Material for this exercise START

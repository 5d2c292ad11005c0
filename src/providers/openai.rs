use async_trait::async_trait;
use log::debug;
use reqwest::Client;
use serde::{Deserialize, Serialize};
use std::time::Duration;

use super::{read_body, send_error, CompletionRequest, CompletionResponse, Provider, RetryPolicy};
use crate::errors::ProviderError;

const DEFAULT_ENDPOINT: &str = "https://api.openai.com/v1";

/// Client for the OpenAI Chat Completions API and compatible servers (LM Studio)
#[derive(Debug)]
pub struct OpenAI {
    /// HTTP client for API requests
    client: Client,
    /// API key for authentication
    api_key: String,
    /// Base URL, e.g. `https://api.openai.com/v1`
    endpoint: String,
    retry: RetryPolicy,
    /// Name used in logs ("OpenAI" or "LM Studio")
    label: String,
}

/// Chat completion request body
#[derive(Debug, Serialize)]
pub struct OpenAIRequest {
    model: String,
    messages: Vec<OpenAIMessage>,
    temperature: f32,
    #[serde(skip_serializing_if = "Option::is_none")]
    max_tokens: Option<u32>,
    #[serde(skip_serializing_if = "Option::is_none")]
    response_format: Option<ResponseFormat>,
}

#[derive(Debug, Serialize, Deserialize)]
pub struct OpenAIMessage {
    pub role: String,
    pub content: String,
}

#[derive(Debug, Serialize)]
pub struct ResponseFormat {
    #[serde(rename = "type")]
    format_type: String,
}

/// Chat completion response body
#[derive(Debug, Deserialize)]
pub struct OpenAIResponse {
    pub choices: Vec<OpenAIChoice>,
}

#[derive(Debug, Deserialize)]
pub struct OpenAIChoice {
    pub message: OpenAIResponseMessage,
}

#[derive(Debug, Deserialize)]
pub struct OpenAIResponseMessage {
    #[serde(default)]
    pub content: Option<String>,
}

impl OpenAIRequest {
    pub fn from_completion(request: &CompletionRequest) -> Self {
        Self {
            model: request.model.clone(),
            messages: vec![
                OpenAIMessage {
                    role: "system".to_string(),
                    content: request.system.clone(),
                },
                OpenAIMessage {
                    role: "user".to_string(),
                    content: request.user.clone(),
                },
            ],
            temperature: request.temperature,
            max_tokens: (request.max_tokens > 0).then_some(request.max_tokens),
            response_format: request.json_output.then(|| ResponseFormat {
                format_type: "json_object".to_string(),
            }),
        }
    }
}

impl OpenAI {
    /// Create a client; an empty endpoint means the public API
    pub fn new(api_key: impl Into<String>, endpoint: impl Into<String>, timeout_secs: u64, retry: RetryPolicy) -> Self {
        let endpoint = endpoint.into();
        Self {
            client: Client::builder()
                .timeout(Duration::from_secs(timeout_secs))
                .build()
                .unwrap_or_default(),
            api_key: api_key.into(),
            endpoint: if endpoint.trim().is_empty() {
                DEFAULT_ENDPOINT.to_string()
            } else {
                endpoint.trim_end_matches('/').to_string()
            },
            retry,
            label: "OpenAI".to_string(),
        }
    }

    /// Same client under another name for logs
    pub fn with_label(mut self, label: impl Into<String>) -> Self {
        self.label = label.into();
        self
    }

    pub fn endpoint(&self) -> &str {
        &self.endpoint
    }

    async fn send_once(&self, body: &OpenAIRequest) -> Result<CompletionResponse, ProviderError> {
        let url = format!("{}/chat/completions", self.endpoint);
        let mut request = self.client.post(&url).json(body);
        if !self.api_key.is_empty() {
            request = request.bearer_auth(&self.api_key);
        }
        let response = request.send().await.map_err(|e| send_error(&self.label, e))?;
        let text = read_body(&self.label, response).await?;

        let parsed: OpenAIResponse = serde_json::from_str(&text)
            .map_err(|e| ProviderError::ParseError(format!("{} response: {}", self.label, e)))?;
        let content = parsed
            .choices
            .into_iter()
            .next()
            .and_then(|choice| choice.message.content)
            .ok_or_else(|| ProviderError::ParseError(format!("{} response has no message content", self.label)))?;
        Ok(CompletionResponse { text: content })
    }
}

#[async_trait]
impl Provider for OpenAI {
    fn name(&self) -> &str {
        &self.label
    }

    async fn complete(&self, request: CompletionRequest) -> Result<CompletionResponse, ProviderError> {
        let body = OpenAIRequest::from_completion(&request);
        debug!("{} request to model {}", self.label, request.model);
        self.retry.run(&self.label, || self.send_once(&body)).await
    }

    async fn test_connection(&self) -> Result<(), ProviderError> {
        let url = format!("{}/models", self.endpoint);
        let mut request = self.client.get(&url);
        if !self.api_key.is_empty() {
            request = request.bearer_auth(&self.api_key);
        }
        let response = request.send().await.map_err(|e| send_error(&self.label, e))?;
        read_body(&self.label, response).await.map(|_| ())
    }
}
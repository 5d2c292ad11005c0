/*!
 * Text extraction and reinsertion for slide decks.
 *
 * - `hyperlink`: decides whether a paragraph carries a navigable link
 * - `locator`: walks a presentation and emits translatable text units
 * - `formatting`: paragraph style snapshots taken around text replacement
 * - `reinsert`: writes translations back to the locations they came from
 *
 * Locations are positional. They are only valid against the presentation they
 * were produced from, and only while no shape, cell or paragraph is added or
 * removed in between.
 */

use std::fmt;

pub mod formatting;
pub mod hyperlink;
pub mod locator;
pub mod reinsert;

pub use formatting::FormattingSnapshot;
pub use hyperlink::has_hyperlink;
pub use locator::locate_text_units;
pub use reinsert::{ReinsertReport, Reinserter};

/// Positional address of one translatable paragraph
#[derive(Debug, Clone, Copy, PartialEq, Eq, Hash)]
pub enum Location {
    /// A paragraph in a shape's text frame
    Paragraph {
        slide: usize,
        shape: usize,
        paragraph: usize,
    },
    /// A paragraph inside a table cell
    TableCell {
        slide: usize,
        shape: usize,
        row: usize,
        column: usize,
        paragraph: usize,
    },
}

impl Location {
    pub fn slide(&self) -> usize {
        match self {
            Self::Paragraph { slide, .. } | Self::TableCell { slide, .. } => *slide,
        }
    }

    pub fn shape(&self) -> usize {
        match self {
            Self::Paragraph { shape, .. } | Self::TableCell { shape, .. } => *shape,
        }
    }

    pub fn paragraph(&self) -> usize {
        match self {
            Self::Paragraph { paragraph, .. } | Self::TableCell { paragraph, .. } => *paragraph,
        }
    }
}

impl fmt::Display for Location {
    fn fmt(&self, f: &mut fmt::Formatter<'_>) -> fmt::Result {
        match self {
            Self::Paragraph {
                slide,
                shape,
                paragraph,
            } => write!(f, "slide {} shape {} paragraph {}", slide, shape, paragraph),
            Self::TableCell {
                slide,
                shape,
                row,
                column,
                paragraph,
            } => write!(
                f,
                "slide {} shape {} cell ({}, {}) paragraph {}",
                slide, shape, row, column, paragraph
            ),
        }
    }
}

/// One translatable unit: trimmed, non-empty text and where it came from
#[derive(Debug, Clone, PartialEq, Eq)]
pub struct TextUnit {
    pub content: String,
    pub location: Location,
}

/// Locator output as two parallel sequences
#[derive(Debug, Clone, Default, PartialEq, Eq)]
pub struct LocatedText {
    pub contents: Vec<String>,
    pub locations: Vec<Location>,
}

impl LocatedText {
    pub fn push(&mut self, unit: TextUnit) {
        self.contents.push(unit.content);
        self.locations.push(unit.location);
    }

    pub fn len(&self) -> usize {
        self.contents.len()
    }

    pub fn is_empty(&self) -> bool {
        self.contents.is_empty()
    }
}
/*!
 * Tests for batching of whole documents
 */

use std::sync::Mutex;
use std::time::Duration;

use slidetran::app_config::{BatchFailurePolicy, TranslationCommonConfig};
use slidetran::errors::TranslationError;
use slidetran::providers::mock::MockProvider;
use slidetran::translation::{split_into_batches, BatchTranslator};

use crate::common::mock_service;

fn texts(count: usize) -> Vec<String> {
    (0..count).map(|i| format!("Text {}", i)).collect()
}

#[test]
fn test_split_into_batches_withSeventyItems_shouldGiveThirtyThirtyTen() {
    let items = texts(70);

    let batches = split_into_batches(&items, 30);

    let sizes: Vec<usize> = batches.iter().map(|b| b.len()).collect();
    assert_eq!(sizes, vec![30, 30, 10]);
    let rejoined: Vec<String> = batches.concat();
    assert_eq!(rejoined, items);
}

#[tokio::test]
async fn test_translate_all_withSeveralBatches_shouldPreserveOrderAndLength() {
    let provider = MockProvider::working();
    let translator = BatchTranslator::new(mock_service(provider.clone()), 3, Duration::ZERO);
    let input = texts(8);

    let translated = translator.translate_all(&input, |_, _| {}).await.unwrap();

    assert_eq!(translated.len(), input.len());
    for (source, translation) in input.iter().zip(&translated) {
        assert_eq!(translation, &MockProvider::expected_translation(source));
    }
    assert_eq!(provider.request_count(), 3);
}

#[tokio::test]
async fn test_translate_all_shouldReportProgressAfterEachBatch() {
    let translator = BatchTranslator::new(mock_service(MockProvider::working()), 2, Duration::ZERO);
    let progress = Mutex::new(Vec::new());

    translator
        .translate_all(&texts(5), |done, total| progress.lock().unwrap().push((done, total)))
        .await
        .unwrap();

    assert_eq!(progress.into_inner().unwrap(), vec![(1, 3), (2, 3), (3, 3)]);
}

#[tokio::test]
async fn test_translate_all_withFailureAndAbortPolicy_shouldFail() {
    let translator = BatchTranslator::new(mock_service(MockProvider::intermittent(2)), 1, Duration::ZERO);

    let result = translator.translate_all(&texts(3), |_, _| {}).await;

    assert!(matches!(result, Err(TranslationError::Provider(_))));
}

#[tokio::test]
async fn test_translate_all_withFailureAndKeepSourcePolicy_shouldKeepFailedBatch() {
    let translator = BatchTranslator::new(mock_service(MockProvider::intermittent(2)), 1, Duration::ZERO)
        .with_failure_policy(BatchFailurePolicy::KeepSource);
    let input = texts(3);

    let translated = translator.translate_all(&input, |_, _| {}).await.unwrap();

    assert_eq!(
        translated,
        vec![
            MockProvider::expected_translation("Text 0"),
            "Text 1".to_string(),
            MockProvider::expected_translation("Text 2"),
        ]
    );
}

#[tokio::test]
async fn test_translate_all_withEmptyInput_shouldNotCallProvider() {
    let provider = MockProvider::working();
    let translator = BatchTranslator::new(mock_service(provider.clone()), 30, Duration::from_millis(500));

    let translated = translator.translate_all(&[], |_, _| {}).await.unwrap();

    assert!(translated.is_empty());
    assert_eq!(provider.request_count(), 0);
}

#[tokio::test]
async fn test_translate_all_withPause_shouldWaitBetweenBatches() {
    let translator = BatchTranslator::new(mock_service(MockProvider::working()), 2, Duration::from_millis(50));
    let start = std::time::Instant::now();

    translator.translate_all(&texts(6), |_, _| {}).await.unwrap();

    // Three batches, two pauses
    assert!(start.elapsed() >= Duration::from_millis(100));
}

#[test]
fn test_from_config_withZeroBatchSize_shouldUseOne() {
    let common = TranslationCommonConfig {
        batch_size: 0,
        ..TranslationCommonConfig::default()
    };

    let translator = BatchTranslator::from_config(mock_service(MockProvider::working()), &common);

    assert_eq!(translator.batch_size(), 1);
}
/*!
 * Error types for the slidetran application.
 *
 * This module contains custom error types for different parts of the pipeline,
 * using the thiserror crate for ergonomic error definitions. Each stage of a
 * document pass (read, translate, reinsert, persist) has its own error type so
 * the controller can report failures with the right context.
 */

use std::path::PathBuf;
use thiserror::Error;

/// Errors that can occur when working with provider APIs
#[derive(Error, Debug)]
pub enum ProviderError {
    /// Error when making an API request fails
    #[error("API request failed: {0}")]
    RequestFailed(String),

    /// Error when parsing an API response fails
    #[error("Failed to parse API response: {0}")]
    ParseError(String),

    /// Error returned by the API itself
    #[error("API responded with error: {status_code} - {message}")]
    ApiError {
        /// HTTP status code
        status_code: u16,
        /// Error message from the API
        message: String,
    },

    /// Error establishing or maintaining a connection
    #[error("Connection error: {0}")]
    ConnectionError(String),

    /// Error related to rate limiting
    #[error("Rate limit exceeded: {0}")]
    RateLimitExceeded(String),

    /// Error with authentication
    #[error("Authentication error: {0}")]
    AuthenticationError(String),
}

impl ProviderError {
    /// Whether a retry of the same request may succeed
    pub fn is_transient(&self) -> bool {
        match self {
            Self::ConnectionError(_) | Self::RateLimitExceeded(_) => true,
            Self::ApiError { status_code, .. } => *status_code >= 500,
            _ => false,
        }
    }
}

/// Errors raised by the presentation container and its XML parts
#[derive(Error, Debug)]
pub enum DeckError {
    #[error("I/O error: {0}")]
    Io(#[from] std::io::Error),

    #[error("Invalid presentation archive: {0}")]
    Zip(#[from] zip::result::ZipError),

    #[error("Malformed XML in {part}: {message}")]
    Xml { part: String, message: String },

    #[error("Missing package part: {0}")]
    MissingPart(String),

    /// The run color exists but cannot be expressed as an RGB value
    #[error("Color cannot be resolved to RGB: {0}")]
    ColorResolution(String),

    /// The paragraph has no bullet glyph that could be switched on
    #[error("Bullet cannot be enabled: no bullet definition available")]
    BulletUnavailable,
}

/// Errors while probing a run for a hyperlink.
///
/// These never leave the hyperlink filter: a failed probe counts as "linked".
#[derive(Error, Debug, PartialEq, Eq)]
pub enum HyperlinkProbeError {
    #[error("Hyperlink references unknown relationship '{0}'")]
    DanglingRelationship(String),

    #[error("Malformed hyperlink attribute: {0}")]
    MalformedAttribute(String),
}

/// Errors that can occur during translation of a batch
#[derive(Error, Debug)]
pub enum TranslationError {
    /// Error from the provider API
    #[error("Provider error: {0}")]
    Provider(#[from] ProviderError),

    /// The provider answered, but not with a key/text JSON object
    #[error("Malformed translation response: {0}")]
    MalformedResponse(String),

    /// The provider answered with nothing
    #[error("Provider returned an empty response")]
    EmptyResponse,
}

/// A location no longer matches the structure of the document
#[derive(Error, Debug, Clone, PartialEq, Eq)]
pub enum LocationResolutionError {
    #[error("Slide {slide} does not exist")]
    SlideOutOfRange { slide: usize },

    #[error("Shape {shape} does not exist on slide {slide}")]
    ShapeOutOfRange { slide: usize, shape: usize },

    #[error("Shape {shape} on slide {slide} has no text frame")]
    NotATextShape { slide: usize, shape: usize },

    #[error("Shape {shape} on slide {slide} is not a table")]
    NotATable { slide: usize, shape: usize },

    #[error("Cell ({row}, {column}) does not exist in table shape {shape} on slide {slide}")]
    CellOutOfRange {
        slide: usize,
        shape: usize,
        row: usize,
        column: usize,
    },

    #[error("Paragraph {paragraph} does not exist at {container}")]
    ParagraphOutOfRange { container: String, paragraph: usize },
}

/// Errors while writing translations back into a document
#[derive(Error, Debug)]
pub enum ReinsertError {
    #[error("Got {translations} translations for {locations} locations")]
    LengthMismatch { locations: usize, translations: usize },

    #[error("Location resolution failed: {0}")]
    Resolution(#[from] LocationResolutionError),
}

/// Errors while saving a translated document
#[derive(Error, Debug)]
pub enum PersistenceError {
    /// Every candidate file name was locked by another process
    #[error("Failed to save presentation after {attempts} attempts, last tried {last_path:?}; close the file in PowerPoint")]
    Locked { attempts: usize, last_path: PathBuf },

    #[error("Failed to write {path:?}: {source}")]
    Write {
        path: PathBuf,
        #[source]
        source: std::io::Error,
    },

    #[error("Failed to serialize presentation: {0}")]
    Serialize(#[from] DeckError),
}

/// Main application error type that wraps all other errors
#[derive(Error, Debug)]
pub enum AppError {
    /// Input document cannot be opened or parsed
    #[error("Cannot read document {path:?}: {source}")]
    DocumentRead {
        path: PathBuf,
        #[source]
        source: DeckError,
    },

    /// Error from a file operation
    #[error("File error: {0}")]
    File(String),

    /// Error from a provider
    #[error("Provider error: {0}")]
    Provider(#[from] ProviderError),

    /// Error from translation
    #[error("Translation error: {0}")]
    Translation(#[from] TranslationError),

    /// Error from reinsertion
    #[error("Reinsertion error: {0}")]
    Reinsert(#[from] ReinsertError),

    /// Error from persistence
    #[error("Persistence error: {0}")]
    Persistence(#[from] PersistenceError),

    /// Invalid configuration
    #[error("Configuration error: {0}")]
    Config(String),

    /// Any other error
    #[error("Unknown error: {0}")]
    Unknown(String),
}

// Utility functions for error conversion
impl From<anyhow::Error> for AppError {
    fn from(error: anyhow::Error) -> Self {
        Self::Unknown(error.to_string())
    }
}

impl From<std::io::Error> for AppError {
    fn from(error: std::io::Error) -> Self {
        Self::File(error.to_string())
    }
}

Material for this exercise END

## How to complete this task
Where the string "providers" appears in a line of the entries, count that line, and state the total alone.

## Task answer
2